A careful study of these FTAs seems to effectively take away flexibilities under TRIPS in many respects for example protection of information. Some of these FTAs go even further and require automatic patent term extension. So what’s the point in having domestic IP offices when the rules of engagement are determined outside  national borders. What is more ridiculous in the FTAs is that test data and term of protection are linked which effectively makes mockery of domestic laws. Perhaps DC should get together and ensure that  all flexibilities under TRIPS should be retained and respected in the FTAs. 
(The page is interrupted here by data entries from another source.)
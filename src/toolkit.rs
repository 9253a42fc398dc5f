//! Sample decoding behind a narrow capability interface.
//!
//! The compositor and validator only ever see a [`DecodedRecording`]. Where
//! it comes from is up to the [`SignalToolkit`] a host plugs in; the crate
//! ships [`NativeEdfToolkit`], which needs nothing beyond the header reader.

use std::fs::File;
use std::io::{BufReader, Read, Seek, SeekFrom};
use std::path::Path;

use serde::Serialize;

use crate::error::{ConvertError, Result};
use crate::reader::HeaderReader;
use crate::types::SourceHeader;

/// Physical samples of every signal channel, in µV
#[derive(Debug, Clone, PartialEq)]
pub struct DecodedRecording {
    pub labels: Vec<String>,
    pub sample_rate: f64,
    pub channels: Vec<Vec<f64>>,
}

impl DecodedRecording {
    pub fn channel_count(&self) -> usize {
        self.channels.len()
    }

    /// Frames available in every channel.
    pub fn frame_count(&self) -> usize {
        self.channels.iter().map(Vec::len).min().unwrap_or(0)
    }

    pub fn duration_s(&self) -> f64 {
        if self.sample_rate > 0.0 {
            self.frame_count() as f64 / self.sample_rate
        } else {
            0.0
        }
    }

    /// Peak-to-peak amplitude per channel.
    pub fn peak_to_peak(&self) -> Vec<f64> {
        self.channels
            .iter()
            .map(|samples| {
                let (lo, hi) = samples
                    .iter()
                    .fold((f64::INFINITY, f64::NEG_INFINITY), |(lo, hi), &v| (lo.min(v), hi.max(v)));
                if lo.is_finite() && hi.is_finite() {
                    hi - lo
                } else {
                    0.0
                }
            })
            .collect()
    }
}

/// Advisory spectral quality summary produced by an external toolkit
#[derive(Debug, Clone, Default, PartialEq, Serialize)]
pub struct SignalQuality {
    pub sample_rate: f64,
    pub alpha_peak_hz: Option<f64>,
    pub mains_hz: Option<f64>,
    pub blink_polarity_ok: Option<bool>,
    pub notes: Vec<String>,
}

/// Source of decoded samples and optional quality metrics
pub trait SignalToolkit {
    fn decode(&self, path: &Path) -> Result<DecodedRecording>;

    /// Quality metrics for the recording at `path`, `None` when unsupported.
    fn signal_quality(&self, _path: &Path) -> Result<Option<SignalQuality>> {
        Ok(None)
    }
}

/// Largest data record the native decoder buffers at once
pub const MAX_RECORD_BYTES: usize = 64 * 1024 * 1024;

/// Decodes data records directly from the source file
#[derive(Debug, Default, Clone, Copy)]
pub struct NativeEdfToolkit;

impl NativeEdfToolkit {
    /// Decodes the data records following an already parsed `header`
    ///
    /// Annotation channels are skipped. A record cut short by the end of the
    /// file ends decoding; whole records before it are kept.
    ///
    /// # Errors
    ///
    /// * `ConvertError::InvalidSignalRange` - a signal channel has an empty physical or digital range
    /// * `ConvertError::Toolkit` - header too broken to locate records, or a record larger than [`MAX_RECORD_BYTES`]
    pub fn decode_with<R: Read + Seek>(header: &SourceHeader, mut reader: R) -> Result<DecodedRecording> {
        let spr: Vec<usize> = header
            .samples_per_record
            .iter()
            .map(|&n| n.max(0) as usize)
            .collect();
        let samples_per_record = spr.iter().try_fold(0usize, |acc, &n| acc.checked_add(n));
        let record_bytes = match samples_per_record.and_then(|n| n.checked_mul(2)) {
            Some(0) => return Err(ConvertError::Toolkit("data records have zero length".to_string())),
            Some(bytes) if bytes <= MAX_RECORD_BYTES => bytes,
            _ => {
                return Err(ConvertError::Toolkit(format!(
                    "data record of {:?} samples exceeds {} bytes",
                    samples_per_record, MAX_RECORD_BYTES
                )))
            }
        };

        let mut signals = Vec::new();
        for channel in 0..header.channel_count {
            if header.is_annotation_channel(channel) {
                continue;
            }
            let (gain, offset) = header.physical_scale(channel).ok_or_else(|| {
                let kind = if header.digital_min.get(channel) == header.digital_max.get(channel) {
                    "digital"
                } else {
                    "physical"
                };
                ConvertError::InvalidSignalRange {
                    channel,
                    label: header.labels[channel].clone(),
                    kind,
                }
            })?;
            let unit = unit_factor(&header.physical_units[channel]);
            signals.push((channel, gain * unit, offset));
        }

        // 每个记录内按通道顺序排列
        let mut starts = Vec::with_capacity(spr.len());
        let mut at = 0;
        for &n in &spr {
            starts.push(at);
            at += n * 2;
        }

        reader.seek(SeekFrom::Start(header.header_len() as u64))?;
        let mut channels: Vec<Vec<f64>> = vec![Vec::new(); signals.len()];
        let mut record = vec![0u8; record_bytes];
        let limit = if header.record_count > 0 {
            header.record_count as usize
        } else {
            usize::MAX
        };

        let mut decoded = 0;
        while decoded < limit {
            match reader.read_exact(&mut record) {
                Ok(()) => {}
                Err(e) if e.kind() == std::io::ErrorKind::UnexpectedEof => break,
                Err(e) => return Err(e.into()),
            }

            for (slot, &(channel, gain, offset)) in signals.iter().enumerate() {
                let start = starts[channel];
                let bytes = &record[start..start + spr[channel] * 2];
                channels[slot].extend(
                    bytes
                        .chunks_exact(2)
                        .map(|b| gain * (offset + i16::from_le_bytes([b[0], b[1]]) as f64)),
                );
            }
            decoded += 1;
        }

        let (sample_rate, _) = header.common_fs();
        Ok(DecodedRecording {
            labels: signals.iter().map(|&(c, _, _)| header.labels[c].clone()).collect(),
            sample_rate,
            channels,
        })
    }
}

impl SignalToolkit for NativeEdfToolkit {
    fn decode(&self, path: &Path) -> Result<DecodedRecording> {
        let header = HeaderReader::open(path)?;
        let file = File::open(path)?;
        Self::decode_with(&header, BufReader::new(file))
    }
}

/// Multiplier taking a physical unit to µV; unknown units pass through unchanged.
pub fn unit_factor(unit: &str) -> f64 {
    match unit.trim() {
        "V" | "v" => 1e6,
        "mV" | "mv" => 1e3,
        "uV" | "uv" | "µV" | "μV" => 1.0,
        "nV" | "nv" => 1e-3,
        _ => 1.0,
    }
}

#[cfg(test)]
mod tests {
    use super::*;
    use crate::fixtures::{alpha_wave, EdfBuilder};
    use std::io::Cursor;

    fn decode_bytes(bytes: Vec<u8>) -> Result<DecodedRecording> {
        let header = HeaderReader::read_from(Cursor::new(&bytes))?;
        NativeEdfToolkit::decode_with(&header, Cursor::new(bytes))
    }

    #[test]
    fn test_decode_standard_montage() {
        let recording = decode_bytes(EdfBuilder::standard_montage(4).to_bytes()).unwrap();
        assert_eq!(recording.channel_count(), 19);
        assert_eq!(recording.sample_rate, 250.0);
        assert_eq!(recording.frame_count(), 1000);
        assert_eq!(recording.duration_s(), 4.0);
        assert_eq!(recording.labels[0], "Fp1");

        // 0.1 µV quantisation
        for i in [0usize, 17, 999] {
            let expected = alpha_wave(3, i, 250.0);
            assert!((recording.channels[3][i] - expected).abs() < 0.06);
        }
    }

    #[test]
    fn test_unit_normalisation() {
        let mut builder = EdfBuilder::standard_montage(1);
        builder.physical_unit = "mV".to_string();
        let recording = decode_bytes(builder.to_bytes()).unwrap();
        let expected = alpha_wave(0, 5, 250.0) * 1000.0;
        assert!((recording.channels[0][5] - expected).abs() < 60.0);
        assert_eq!(unit_factor(" V "), 1e6);
        assert_eq!(unit_factor("nV"), 1e-3);
        assert_eq!(unit_factor("counts"), 1.0);
    }

    #[test]
    fn test_annotation_channel_skipped() {
        let mut labels: Vec<String> = (0..3).map(|i| format!("EEG{}", i)).collect();
        labels.push("EDF Annotations".to_string());
        let builder = EdfBuilder::with_labels(labels, 2);
        let recording = decode_bytes(builder.to_bytes()).unwrap();
        assert_eq!(recording.channel_count(), 3);
        assert!(recording.labels.iter().all(|l| l.starts_with("EEG")));
    }

    #[test]
    fn test_flat_range_rejected() {
        let mut builder = EdfBuilder::standard_montage(1);
        builder.raw_physical_max[2] = "-3276.8".to_string();
        let err = decode_bytes(builder.to_bytes()).unwrap_err();
        assert!(matches!(err, ConvertError::InvalidSignalRange { channel: 2, kind: "physical", .. }));
    }

    #[test]
    fn test_oversized_record_rejected() {
        let mut builder = EdfBuilder::standard_montage(0);
        builder.raw_samples_per_record = vec!["99999999".to_string(); 19];
        let err = decode_bytes(builder.to_bytes()).unwrap_err();
        match err {
            ConvertError::Toolkit(message) => assert!(message.contains("exceeds"), "{}", message),
            other => panic!("unexpected error: {other}"),
        }
    }

    #[test]
    fn test_edf_plus_record_layout() {
        let recording = decode_bytes(EdfBuilder::edf_plus(2).to_bytes()).unwrap();
        assert_eq!(recording.channel_count(), 19);
        assert_eq!(recording.frame_count(), 500);
        let expected = alpha_wave(18, 260, 250.0);
        assert!((recording.channels[18][260] - expected).abs() < 0.06);
    }

    #[test]
    fn test_short_final_record_is_dropped() {
        let mut bytes = EdfBuilder::standard_montage(3).to_bytes();
        bytes.truncate(bytes.len() - 10);
        let recording = decode_bytes(bytes).unwrap();
        assert_eq!(recording.frame_count(), 500);
    }

    #[test]
    fn test_peak_to_peak() {
        let recording = DecodedRecording {
            labels: vec!["A".into(), "B".into()],
            sample_rate: 250.0,
            channels: vec![vec![-5.0, 3.0, 1.0], vec![]],
        };
        assert_eq!(recording.peak_to_peak(), vec![8.0, 0.0]);
    }
}
//! # WinEEG conversion library
//!
//! Converts EDF recordings into the legacy WinEEG `.EEG` container and
//! cross-validates what was produced against the source.
//!
//! The legacy container is never written from scratch. A template recorded by
//! the legacy system provides the header, the trailer and the lead-in and
//! lead-out frames; converted samples are spliced into the frames between them
//! and a handful of header bytes are patched at fixed offsets.
//!
//! ## Quick Start
//!
//! ### Reading a source header
//!
//! ```rust
//! use wineeg::{HeaderReader, Result};
//!
//! fn main() -> Result<()> {
//!     # let dir = tempfile::tempdir().unwrap();
//!     # let path = dir.path().join("recording.edf");
//!     # wineeg::fixtures::EdfBuilder::standard_montage(30).write(&path)?;
//!     let header = HeaderReader::open(&path)?;
//!
//!     let (fs, all_agree) = header.common_fs();
//!     println!("Channels: {}", header.channel_count);
//!     println!("Rate: {} Hz (uniform: {})", fs, all_agree);
//!     println!("Duration: {:.1} s", header.duration_s());
//!
//!     for anomaly in &header.anomalies {
//!         println!("warning: {}", anomaly);
//!     }
//!     Ok(())
//! }
//! ```
//!
//! ### Converting a recording
//!
//! ```rust
//! use wineeg::{Converter, ConverterConfig, LogSink, NativeEdfToolkit, Result};
//!
//! fn main() -> Result<()> {
//!     # let dir = tempfile::tempdir().unwrap();
//!     # let source = dir.path().join("recording.edf");
//!     # wineeg::fixtures::EdfBuilder::standard_montage(10).write(&source)?;
//!     let mut config = ConverterConfig::default();
//!     config.compositor.template_dir = dir.path().to_path_buf();
//!     config.export_brainvision = true;
//!     # wineeg::fixtures::write_template(config.templates().short, &wineeg::FrameLayout::legacy(), 4000)?;
//!
//!     let converter = Converter::new(&config, &NativeEdfToolkit, &LogSink);
//!     let result = converter.convert(&source, dir.path().join("recording.EEG"))?;
//!
//!     println!("Spliced {} frames", result.composition.window.frames_to_splice);
//!     println!("Confidence: {:.1}% ({})",
//!         result.report.summary.confidence * 100.0,
//!         result.report.summary.assessment);
//!     Ok(())
//! }
//! ```
//!
//! ### Validating existing outputs
//!
//! ```rust,no_run
//! use wineeg::CrossValidator;
//! use std::path::Path;
//!
//! let report = CrossValidator::default().validate_paths(
//!     Path::new("recording.edf"),
//!     Some(Path::new("recording_brainvision.vhdr")),
//!     Some(Path::new("recording_brainvision.eeg")),
//! )?;
//! report.write_reports(".", "recording")?;
//! # Ok::<(), wineeg::ConvertError>(())
//! ```
//!
//! ## Legacy container layout
//!
//! | Region  | Size                | Content                                   |
//! |---------|---------------------|-------------------------------------------|
//! | Header  | 1024 bytes          | identity slots, per-channel calibration   |
//! | Payload | `frames * 38` bytes | 19 channels of little-endian `i16`        |
//! | Trailer | 34 bytes            | copied verbatim from the template         |
//!
//! Channels 0 and 18 are event markers. Their calibration bytes and sample
//! columns always keep the template's values.

pub mod brainvision;
pub mod calibration;
pub mod compositor;
pub mod config;
pub mod convert;
pub mod error;
pub mod events;
pub mod legacy_sidecars;
pub mod reader;
pub mod report;
pub mod scaling;
pub mod template;
pub mod toolkit;
pub mod types;
pub mod utils;
pub mod validate;

#[doc(hidden)]
pub mod fixtures; // For internal doctest support

// Re-export main types for convenience
pub use brainvision::{BrainVisionExport, Marker, MarkerFile, SidecarChannel, SidecarHeader};
pub use compositor::{Advisory, Composition, CompositionOutcome, CompositorOptions, ConversionWindow, FrameCompositor};
pub use config::ConverterConfig;
pub use convert::{ConversionResult, Converter};
pub use error::{ConvertError, Result, Step};
pub use events::{Event, EventSink, Level, LogSink, MemorySink, NullSink};
pub use legacy_sidecars::{LegacySidecars, ResourceDescription};
pub use reader::HeaderReader;
pub use scaling::{SampleScaler, ScaleStats};
pub use template::{FrameLayout, LegacyTemplate, TemplateSelection, TemplateSet, TemplateVariant};
pub use toolkit::{DecodedRecording, NativeEdfToolkit, SignalQuality, SignalToolkit};
pub use types::{HeaderAnomaly, SourceHeader};
pub use validate::{
    Assessment, Check, CheckValue, CrossValidator, LegacyArtifact, ValidationConfig, ValidationInputs, ValidationReport,
};

// Important constants
pub const EEG_CHANNELS: usize = 19;
pub const BYTES_PER_SAMPLE: usize = 2;
pub const EEG_SAMPLE_RATE_HZ: f64 = 250.0;
/// Upper bound on the channel count a source header may declare
pub const MAX_CHANNELS: usize = 512;

/// Library version
///
/// ```rust
/// let version = wineeg::version();
/// assert!(version.contains('.'));
/// ```
pub fn version() -> &'static str {
    env!("CARGO_PKG_VERSION")
}

#[cfg(test)]
mod tests {
    use super::*;

    #[test]
    fn test_version() {
        assert!(!version().is_empty());
    }

    #[test]
    fn test_legacy_frame_size() {
        assert_eq!(FrameLayout::legacy().frame_size(), EEG_CHANNELS * BYTES_PER_SAMPLE);
    }
}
To ensure that flexibilities are respected the IP components in the FTAs must clearly spell the objectives of IP with the focus of assisting developing countries in strengthening their IP offices.  Where developing countries have entered into FTAs should seek creative ways to amend or at least clarify those provisions that impede the development of strong national IP legislation.  Similarly, those developing counties intending entering into FTAs should resist for example changing patentability or any other IP criteria to conform to DC standards.  

In sum my view is that FTA’s have turned IP on its head – rather than having a harmonized treaties on patents, copyright etc we should have a treaty on FTA."

Afro Leo & Zebra
 happily signed a FTA to swap diets
Yet more questions?
Indeed, Afro Leo envisages how certain regional and bilateral FTAs between developed and developing/least-developed countries can become like suitcases stuffed with a copy of the TRIPS Agreement-PLUS and other IP brochures and manuals for the latter to swear by. 

As this Leo knows little to nothing about FTAs, he would be grateful for further insights from other readers on this topic. So please do share any thoughts in general, or on the following:

(1) What do you think of the concern that "....most FTA have a non-derogation clause – hence it is not clear if this clause would override a specific obligation to relinquish flexibilities under TRIPS"? 

(2) Should there be a "treaty" governing FTAs?

(3) Do FTAs derogate from specific obligations under TRIPS, in particular, Article 67?

(4) Is it better for African countries to negotiate and enter into FTAs as a bloc or bilaterally?

(5) Are African countries not yet well-represented or getting better at negotiating and entering into these IP-related agreements?

(6) Is this the sort of area where PAIPO (see here, here and here) becomes a welcomed development in terms of negotiating IP-related agreements on behalf of African countries?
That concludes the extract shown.